■ **Your instructions**: Each line below containing the word "title" needs to be shown.
:: Data to process
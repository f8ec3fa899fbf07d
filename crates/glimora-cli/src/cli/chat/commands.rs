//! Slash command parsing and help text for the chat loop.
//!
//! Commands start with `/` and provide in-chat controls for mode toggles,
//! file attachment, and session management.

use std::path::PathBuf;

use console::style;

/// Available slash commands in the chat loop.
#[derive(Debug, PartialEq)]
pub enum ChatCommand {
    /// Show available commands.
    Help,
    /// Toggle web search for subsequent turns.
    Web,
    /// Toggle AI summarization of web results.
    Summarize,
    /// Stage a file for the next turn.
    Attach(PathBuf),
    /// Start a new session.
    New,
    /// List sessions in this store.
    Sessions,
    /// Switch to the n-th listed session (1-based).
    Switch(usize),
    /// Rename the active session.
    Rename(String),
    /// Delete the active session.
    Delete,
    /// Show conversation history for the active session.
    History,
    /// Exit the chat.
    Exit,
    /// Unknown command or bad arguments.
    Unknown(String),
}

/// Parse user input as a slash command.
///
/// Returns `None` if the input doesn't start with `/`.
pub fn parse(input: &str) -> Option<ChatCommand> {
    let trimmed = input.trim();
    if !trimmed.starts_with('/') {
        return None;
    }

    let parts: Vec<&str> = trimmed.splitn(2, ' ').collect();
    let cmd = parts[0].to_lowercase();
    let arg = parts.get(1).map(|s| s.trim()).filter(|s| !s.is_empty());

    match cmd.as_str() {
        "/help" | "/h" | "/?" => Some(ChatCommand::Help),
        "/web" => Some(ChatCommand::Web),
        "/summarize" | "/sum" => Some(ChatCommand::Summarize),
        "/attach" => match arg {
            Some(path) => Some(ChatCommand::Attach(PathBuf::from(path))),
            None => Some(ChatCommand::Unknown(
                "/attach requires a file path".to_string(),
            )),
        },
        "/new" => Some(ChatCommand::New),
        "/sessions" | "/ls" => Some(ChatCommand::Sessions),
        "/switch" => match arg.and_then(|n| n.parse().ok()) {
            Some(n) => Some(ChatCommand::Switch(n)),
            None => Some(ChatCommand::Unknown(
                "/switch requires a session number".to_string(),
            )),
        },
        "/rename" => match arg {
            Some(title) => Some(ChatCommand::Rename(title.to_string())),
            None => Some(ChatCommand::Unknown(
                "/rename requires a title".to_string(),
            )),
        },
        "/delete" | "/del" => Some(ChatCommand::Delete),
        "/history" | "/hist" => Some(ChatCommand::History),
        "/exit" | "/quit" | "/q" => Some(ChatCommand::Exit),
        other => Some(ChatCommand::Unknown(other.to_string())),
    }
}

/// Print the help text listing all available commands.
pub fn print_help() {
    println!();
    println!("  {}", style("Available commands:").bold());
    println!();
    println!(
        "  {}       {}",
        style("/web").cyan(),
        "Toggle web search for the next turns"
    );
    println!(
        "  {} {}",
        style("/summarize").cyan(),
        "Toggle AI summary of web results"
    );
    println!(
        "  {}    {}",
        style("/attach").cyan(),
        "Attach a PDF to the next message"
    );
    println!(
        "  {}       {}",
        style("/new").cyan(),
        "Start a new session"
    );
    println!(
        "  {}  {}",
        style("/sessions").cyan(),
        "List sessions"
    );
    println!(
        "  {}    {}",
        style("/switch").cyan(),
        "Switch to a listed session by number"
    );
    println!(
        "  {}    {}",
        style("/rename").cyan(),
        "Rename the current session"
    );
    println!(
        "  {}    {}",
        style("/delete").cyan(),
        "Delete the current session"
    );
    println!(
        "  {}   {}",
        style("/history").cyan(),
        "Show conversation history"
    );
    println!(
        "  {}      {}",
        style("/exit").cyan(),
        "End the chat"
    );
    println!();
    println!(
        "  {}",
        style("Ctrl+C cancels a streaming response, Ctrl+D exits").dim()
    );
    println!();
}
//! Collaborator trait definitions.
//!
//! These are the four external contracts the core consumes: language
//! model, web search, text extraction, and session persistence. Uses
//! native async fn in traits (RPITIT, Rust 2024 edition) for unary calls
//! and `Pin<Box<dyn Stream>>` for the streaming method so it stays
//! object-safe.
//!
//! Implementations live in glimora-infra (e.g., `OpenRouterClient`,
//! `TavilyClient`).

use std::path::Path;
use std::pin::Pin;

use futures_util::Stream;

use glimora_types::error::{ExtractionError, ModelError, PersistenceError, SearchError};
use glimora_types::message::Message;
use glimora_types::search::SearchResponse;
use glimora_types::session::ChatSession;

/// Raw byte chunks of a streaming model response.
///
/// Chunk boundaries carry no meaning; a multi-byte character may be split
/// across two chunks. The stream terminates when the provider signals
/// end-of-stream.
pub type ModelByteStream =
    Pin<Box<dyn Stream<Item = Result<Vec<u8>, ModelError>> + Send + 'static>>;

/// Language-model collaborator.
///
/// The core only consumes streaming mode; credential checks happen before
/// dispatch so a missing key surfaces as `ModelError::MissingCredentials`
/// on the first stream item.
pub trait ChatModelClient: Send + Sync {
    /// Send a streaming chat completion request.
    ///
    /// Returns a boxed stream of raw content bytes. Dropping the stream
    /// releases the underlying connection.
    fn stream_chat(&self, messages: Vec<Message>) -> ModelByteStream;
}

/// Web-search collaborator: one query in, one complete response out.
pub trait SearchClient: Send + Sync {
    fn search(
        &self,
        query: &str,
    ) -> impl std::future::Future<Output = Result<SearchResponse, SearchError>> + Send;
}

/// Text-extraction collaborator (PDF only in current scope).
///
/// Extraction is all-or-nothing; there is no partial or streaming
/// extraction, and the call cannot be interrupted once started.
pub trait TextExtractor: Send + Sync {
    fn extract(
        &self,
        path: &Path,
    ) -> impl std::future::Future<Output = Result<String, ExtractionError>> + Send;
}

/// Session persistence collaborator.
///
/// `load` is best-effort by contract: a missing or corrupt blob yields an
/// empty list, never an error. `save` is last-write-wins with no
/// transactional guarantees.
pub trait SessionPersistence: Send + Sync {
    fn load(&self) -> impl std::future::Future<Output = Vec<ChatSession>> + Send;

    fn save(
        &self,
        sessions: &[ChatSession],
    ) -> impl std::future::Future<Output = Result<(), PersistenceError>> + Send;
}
::::
:: Data to process
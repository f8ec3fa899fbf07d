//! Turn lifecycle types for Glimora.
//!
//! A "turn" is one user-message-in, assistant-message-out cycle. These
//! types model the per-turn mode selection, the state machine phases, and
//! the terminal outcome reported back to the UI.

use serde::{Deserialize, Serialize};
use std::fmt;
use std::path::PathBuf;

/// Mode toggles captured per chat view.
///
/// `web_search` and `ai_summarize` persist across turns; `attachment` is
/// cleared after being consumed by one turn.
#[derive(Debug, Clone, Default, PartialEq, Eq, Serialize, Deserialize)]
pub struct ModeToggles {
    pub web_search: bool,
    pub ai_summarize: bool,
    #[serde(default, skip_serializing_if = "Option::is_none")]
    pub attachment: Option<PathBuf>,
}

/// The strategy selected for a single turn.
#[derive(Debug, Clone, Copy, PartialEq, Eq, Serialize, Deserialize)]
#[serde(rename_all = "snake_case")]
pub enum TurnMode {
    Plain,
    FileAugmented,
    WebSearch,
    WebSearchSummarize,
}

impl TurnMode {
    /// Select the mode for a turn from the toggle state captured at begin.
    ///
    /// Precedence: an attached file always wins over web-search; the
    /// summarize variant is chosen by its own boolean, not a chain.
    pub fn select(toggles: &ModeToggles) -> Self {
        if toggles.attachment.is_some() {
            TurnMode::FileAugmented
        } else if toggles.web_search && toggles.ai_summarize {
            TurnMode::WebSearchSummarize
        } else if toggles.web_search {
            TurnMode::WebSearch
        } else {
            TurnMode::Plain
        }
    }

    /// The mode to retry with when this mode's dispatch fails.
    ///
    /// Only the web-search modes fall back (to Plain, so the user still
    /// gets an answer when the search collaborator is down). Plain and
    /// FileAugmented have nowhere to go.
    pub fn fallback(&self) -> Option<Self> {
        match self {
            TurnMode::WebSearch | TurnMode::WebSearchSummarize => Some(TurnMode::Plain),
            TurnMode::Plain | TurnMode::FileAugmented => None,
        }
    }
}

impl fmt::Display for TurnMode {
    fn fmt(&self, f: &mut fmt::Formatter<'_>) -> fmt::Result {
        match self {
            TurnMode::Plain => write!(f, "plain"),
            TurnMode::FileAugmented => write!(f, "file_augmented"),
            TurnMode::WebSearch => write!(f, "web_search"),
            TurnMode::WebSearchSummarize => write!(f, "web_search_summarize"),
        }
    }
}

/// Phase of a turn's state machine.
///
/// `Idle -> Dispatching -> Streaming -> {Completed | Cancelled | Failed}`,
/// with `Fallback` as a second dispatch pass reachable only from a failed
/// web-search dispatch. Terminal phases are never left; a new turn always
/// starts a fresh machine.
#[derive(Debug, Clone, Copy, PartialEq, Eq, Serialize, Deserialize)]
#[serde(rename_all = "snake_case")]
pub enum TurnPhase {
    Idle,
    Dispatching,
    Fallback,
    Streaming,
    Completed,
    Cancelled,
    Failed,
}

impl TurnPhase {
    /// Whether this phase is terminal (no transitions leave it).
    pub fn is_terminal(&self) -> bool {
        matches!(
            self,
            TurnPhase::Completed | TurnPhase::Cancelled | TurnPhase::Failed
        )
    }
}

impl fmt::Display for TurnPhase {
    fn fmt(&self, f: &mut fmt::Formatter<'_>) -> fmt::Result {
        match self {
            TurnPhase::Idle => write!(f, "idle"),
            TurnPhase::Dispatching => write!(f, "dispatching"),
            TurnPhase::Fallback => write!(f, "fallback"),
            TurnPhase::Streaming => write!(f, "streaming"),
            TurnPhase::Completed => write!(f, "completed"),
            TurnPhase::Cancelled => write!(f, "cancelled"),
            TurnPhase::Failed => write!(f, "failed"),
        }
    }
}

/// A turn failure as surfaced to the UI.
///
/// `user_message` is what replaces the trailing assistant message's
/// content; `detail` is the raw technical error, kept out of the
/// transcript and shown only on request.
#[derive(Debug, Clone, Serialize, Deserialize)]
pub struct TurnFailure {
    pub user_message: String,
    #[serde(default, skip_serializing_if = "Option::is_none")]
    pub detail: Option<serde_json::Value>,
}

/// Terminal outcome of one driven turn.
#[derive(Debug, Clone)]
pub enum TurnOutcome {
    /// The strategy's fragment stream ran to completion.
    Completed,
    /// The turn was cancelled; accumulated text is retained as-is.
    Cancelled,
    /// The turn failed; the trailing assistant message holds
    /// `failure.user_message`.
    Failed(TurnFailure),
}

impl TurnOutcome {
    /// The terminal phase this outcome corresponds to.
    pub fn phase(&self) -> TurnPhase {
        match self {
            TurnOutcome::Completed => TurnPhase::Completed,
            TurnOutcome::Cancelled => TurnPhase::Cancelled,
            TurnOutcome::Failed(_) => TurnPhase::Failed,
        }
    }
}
::::
■ **Written answer**:
            Some(title) => Some(ChatCommand::Rename(title.to_string())),
                "/rename requires a title".to_string(),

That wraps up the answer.